What this task involves => Set down the material exactly, keeping every line whole.

Given entries =>
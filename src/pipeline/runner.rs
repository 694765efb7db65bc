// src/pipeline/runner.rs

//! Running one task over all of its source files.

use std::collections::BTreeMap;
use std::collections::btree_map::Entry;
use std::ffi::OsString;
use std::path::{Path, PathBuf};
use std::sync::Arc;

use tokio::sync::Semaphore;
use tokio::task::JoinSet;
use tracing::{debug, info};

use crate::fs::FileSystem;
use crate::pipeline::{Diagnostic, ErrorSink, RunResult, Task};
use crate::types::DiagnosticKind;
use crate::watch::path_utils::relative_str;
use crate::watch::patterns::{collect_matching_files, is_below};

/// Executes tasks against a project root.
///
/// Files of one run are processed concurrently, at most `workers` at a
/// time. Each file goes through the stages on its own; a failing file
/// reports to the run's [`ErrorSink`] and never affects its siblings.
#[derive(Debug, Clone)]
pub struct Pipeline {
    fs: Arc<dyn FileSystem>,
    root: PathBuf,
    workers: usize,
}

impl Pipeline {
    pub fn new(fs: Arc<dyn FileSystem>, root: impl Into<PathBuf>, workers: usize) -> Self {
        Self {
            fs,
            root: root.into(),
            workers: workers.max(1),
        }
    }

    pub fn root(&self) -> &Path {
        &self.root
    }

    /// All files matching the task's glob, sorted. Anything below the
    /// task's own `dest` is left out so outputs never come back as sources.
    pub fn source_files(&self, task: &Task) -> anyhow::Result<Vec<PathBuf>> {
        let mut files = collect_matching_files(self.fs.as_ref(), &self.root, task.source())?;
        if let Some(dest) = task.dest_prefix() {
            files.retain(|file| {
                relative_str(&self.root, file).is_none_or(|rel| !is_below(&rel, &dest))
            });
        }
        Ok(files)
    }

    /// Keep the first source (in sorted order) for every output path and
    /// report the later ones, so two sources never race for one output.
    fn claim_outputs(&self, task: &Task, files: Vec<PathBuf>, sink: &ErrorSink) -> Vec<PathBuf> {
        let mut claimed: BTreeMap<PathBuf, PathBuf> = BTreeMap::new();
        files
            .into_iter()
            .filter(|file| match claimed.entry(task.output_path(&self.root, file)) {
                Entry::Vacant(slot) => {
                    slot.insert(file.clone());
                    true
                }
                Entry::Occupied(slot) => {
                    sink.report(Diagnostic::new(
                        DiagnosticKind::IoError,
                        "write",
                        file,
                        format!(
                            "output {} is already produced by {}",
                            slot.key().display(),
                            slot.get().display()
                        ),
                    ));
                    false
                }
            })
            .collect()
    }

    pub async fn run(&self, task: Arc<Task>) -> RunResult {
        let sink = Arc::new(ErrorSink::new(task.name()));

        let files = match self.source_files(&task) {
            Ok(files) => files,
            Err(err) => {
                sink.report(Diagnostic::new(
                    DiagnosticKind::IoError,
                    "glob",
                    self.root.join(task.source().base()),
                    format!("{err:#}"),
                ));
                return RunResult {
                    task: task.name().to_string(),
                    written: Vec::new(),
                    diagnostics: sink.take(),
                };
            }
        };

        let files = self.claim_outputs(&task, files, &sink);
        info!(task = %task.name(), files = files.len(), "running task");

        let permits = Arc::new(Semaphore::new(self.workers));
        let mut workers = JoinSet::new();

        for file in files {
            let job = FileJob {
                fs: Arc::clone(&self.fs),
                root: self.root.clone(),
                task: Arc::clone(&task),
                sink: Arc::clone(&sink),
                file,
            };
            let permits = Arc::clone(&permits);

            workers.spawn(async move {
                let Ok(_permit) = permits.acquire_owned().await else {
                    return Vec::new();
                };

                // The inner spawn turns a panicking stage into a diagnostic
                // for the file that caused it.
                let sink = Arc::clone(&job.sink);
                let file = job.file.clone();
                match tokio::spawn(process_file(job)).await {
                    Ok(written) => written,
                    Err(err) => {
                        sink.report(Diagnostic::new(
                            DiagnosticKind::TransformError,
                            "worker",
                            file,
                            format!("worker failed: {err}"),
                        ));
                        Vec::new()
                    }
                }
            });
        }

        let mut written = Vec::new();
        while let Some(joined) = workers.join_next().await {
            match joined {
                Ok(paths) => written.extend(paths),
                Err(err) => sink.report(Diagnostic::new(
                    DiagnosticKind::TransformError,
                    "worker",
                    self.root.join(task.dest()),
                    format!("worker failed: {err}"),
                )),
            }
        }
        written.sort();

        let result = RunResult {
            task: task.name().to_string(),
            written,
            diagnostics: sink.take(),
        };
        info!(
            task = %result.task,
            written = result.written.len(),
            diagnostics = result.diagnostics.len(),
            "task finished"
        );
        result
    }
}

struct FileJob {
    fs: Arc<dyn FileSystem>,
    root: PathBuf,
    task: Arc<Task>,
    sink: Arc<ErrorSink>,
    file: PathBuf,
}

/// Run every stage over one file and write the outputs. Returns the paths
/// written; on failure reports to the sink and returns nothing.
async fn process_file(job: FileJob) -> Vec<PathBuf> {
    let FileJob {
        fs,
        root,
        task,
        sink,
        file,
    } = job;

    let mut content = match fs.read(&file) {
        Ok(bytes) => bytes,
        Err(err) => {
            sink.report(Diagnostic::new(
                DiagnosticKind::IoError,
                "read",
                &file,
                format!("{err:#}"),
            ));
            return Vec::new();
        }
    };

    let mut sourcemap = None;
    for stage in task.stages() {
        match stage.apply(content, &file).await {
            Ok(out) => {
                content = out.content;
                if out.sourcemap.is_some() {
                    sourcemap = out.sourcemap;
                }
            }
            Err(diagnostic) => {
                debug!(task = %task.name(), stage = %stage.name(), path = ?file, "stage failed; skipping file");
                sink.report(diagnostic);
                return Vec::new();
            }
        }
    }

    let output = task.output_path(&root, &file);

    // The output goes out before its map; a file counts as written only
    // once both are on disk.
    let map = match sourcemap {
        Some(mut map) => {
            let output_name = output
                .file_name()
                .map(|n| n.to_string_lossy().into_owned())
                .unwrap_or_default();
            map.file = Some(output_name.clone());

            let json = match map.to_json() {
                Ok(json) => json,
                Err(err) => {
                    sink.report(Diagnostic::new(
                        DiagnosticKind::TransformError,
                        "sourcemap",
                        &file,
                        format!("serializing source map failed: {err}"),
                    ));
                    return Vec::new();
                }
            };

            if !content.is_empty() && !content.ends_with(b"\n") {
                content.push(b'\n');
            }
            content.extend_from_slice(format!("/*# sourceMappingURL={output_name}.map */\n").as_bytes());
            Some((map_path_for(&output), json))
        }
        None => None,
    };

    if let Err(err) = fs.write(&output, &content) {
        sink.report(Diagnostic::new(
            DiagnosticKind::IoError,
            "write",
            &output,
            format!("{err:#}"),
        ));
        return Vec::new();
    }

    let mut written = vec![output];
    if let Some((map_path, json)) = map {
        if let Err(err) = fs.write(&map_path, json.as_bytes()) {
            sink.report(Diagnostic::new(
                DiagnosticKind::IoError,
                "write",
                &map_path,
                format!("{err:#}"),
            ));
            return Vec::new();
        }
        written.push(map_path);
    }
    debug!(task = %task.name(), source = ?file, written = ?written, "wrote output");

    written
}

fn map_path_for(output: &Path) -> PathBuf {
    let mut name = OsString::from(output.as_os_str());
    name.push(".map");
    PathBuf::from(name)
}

Solution below =>
filename src/pipeline/runner.rs
repository 694765efb7db65bc
// src/pipeline/runner.rs

//! Running one task over all of its source files.

use std::collections::BTreeMap;
use std::collections::btree_map::Entry;
use std::ffi::OsString;
use std::path::{Path, PathBuf};
use std::sync::Arc;

use tokio::sync::Semaphore;
use tokio::task::JoinSet;
use tracing::{debug, info};

use crate::fs::FileSystem;
use crate::pipeline::{Diagnostic, ErrorSink, RunResult, Task};
use crate::types::DiagnosticKind;
use crate::watch::path_utils::relative_str;
use crate::watch::patterns::{collect_matching_files, is_below};

/// Executes tasks against a project root.
///
/// Files of one run are processed concurrently, at most `workers` at a
/// time. Each file goes through the stages on its own; a failing file
/// reports to the run's [`ErrorSink`] and never affects its siblings.
#[derive(Debug, Clone)]
pub struct Pipeline {
    fs: Arc<dyn FileSystem>,
    root: PathBuf,
    workers: usize,
}

impl Pipeline {
    pub fn new(fs: Arc<dyn FileSystem>, root: impl Into<PathBuf>, workers: usize) -> Self {
        Self {
            fs,
            root: root.into(),
            workers: workers.max(1),
        }
    }

    pub fn root(&self) -> &Path {
        &self.root
    }

    /// All files matching the task's glob, sorted. Anything below the
    /// task's own `dest` is left out so outputs never come back as sources.
    pub fn source_files(&self, task: &Task) -> anyhow::Result<Vec<PathBuf>> {
        let mut files = collect_matching_files(self.fs.as_ref(), &self.root, task.source())?;
        if let Some(dest) = task.dest_prefix() {
            files.retain(|file| {
                relative_str(&self.root, file).is_none_or(|rel| !is_below(&rel, &dest))
            });
        }
        Ok(files)
    }

    /// Keep the first source (in sorted order) for every output path and
    /// report the later ones, so two sources never race for one output.
    fn claim_outputs(&self, task: &Task, files: Vec<PathBuf>, sink: &ErrorSink) -> Vec<PathBuf> {
        let mut claimed: BTreeMap<PathBuf, PathBuf> = BTreeMap::new();
        files
            .into_iter()
            .filter(|file| match claimed.entry(task.output_path(&self.root, file)) {
                Entry::Vacant(slot) => {
                    slot.insert(file.clone());
                    true
                }
                Entry::Occupied(slot) => {
                    sink.report(Diagnostic::new(
                        DiagnosticKind::IoError,
                        "write",
                        file,
                        format!(
                            "output {} is already produced by {}",
                            slot.key().display(),
                            slot.get().display()
                        ),
                    ));
                    false
                }
            })
            .collect()
    }

    pub async fn run(&self, task: Arc<Task>) -> RunResult {
        let sink = Arc::new(ErrorSink::new(task.name()));

        let files = match self.source_files(&task) {
            Ok(files) => files,
            Err(err) => {
                sink.report(Diagnostic::new(
                    DiagnosticKind::IoError,
                    "glob",
                    self.root.join(task.source().base()),
                    format!("{err:#}"),
                ));
                return RunResult {
                    task: task.name().to_string(),
                    written: Vec::new(),
                    diagnostics: sink.take(),
                };
            }
        };

        let files = self.claim_outputs(&task, files, &sink);
        info!(task = %task.name(), files = files.len(), "running task");

        let permits = Arc::new(Semaphore::new(self.workers));
        let mut workers = JoinSet::new();

        for file in files {
            let job = FileJob {
                fs: Arc::clone(&self.fs),
                root: self.root.clone(),
                task: Arc::clone(&task),
                sink: Arc::clone(&sink),
                file,
            };
            let permits = Arc::clone(&permits);

            workers.spawn(async move {
                let Ok(_permit) = permits.acquire_owned().await else {
                    return Vec::new();
                };

                // The inner spawn turns a panicking stage into a diagnostic
                // for the file that caused it.
                let sink = Arc::clone(&job.sink);
                let file = job.file.clone();
                match tokio::spawn(process_file(job)).await {
                    Ok(written) => written,
                    Err(err) => {
                        sink.report(Diagnostic::new(
                            DiagnosticKind::TransformError,
                            "worker",
                            file,
                            format!("worker failed: {err}"),
                        ));
                        Vec::new()
                    }
                }
            });
        }

        let mut written = Vec::new();
        while let Some(joined) = workers.join_next().await {
            match joined {
                Ok(paths) => written.extend(paths),
                Err(err) => sink.report(Diagnostic::new(
                    DiagnosticKind::TransformError,
                    "worker",
                    self.root.join(task.dest()),
                    format!("worker failed: {err}"),
                )),
            }
        }
        written.sort();

        let result = RunResult {
            task: task.name().to_string(),
            written,
            diagnostics: sink.take(),
        };
        info!(
            task = %result.task,
            written = result.written.len(),
            diagnostics = result.diagnostics.len(),
            "task finished"
        );
        result
    }
}

struct FileJob {
    fs: Arc<dyn FileSystem>,
    root: PathBuf,
    task: Arc<Task>,
    sink: Arc<ErrorSink>,
    file: PathBuf,
}

/// Run every stage over one file and write the outputs. Returns the paths
/// written; on failure reports to the sink and returns nothing.
async fn process_file(job: FileJob) -> Vec<PathBuf> {
    let FileJob {
        fs,
        root,
        task,
        sink,
        file,
    } = job;

    let mut content = match fs.read(&file) {
        Ok(bytes) => bytes,
        Err(err) => {
            sink.report(Diagnostic::new(
                DiagnosticKind::IoError,
                "read",
                &file,
                format!("{err:#}"),
            ));
            return Vec::new();
        }
    };

    let mut sourcemap = None;
    for stage in task.stages() {
        match stage.apply(content, &file).await {
            Ok(out) => {
                content = out.content;
                if out.sourcemap.is_some() {
                    sourcemap = out.sourcemap;
                }
            }
            Err(diagnostic) => {
                debug!(task = %task.name(), stage = %stage.name(), path = ?file, "stage failed; skipping file");
                sink.report(diagnostic);
                return Vec::new();
            }
        }
    }

    let output = task.output_path(&root, &file);

    // The output goes out before its map; a file counts as written only
    // once both are on disk.
    let map = match sourcemap {
        Some(mut map) => {
            let output_name = output
                .file_name()
                .map(|n| n.to_string_lossy().into_owned())
                .unwrap_or_default();
            map.file = Some(output_name.clone());

            let json = match map.to_json() {
                Ok(json) => json,
                Err(err) => {
                    sink.report(Diagnostic::new(
                        DiagnosticKind::TransformError,
                        "sourcemap",
                        &file,
                        format!("serializing source map failed: {err}"),
                    ));
                    return Vec::new();
                }
            };

            if !content.is_empty() && !content.ends_with(b"\n") {
                content.push(b'\n');
            }
            content.extend_from_slice(format!("/*# sourceMappingURL={output_name}.map */\n").as_bytes());
            Some((map_path_for(&output), json))
        }
        None => None,
    };

    if let Err(err) = fs.write(&output, &content) {
        sink.report(Diagnostic::new(
            DiagnosticKind::IoError,
            "write",
            &output,
            format!("{err:#}"),
        ));
        return Vec::new();
    }

    let mut written = vec![output];
    if let Some((map_path, json)) = map {
        if let Err(err) = fs.write(&map_path, json.as_bytes()) {
            sink.report(Diagnostic::new(
                DiagnosticKind::IoError,
                "write",
                &map_path,
                format!("{err:#}"),
            ));
            return Vec::new();
        }
        written.push(map_path);
    }
    debug!(task = %task.name(), source = ?file, written = ?written, "wrote output");

    written
}

fn map_path_for(output: &Path) -> PathBuf {
    let mut name = OsString::from(output.as_os_str());
    name.push(".map");
    PathBuf::from(name)
}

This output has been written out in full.